▶ _Required work_:
Output range, inclusive: from the line containing "filename src/main.rs" to the line containing "use crate::proxy::context::Context;". Restate those lines from the data below word for word and only those.
※ ※ ※
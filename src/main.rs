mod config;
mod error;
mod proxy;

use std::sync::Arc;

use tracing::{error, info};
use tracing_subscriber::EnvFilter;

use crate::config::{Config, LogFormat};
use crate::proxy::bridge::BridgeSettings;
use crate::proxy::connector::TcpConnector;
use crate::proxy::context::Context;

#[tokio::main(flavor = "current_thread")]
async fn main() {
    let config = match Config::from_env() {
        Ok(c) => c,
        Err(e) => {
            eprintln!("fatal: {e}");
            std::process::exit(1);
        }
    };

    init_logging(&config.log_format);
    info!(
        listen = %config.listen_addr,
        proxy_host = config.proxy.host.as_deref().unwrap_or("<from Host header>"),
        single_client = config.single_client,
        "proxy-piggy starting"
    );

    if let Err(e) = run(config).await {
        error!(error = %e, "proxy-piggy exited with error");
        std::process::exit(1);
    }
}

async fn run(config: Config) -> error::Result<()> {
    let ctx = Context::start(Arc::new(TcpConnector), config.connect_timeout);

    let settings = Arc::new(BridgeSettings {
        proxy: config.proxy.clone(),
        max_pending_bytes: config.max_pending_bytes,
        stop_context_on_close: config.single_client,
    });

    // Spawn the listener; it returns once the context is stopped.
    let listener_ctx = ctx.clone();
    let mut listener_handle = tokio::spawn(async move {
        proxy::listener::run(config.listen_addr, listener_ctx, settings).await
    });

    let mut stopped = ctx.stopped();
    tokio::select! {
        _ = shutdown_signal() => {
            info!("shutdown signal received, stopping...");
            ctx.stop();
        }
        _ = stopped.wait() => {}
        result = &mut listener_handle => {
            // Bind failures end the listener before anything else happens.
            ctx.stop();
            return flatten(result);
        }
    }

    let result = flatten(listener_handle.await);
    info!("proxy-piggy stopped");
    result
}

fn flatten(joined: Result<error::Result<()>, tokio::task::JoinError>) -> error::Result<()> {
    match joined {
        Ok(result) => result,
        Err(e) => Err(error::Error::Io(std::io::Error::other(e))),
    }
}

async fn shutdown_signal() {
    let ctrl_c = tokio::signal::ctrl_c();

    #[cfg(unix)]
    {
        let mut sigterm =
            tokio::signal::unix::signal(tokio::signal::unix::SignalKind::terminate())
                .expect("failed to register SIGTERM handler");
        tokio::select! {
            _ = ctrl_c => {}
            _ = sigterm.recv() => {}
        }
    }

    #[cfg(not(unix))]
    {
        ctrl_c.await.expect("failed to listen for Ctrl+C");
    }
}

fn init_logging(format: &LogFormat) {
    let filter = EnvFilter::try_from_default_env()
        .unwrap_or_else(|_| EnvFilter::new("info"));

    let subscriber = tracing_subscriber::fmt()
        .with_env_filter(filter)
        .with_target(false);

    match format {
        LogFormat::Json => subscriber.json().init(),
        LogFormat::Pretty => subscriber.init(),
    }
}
※ ※ ※
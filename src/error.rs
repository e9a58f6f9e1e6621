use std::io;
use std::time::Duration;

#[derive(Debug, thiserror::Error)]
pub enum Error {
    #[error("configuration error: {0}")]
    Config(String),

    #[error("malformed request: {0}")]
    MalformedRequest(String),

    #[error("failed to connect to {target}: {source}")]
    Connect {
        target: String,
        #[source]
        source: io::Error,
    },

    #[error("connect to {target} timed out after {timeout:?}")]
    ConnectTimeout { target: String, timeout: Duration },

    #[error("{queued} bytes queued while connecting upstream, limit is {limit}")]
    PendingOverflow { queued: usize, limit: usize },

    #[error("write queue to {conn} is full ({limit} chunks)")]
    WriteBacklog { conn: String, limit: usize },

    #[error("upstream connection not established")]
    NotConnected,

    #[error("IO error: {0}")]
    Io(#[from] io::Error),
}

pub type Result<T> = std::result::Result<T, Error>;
※ ※ ※
▶ _Completed exercise_:
filename src/main.rs
mod config;
mod error;
mod proxy;

use std::sync::Arc;

use tracing::{error, info};
use tracing_subscriber::EnvFilter;

use crate::config::{Config, LogFormat};
use crate::proxy::bridge::BridgeSettings;
use crate::proxy::connector::TcpConnector;
use crate::proxy::context::Context;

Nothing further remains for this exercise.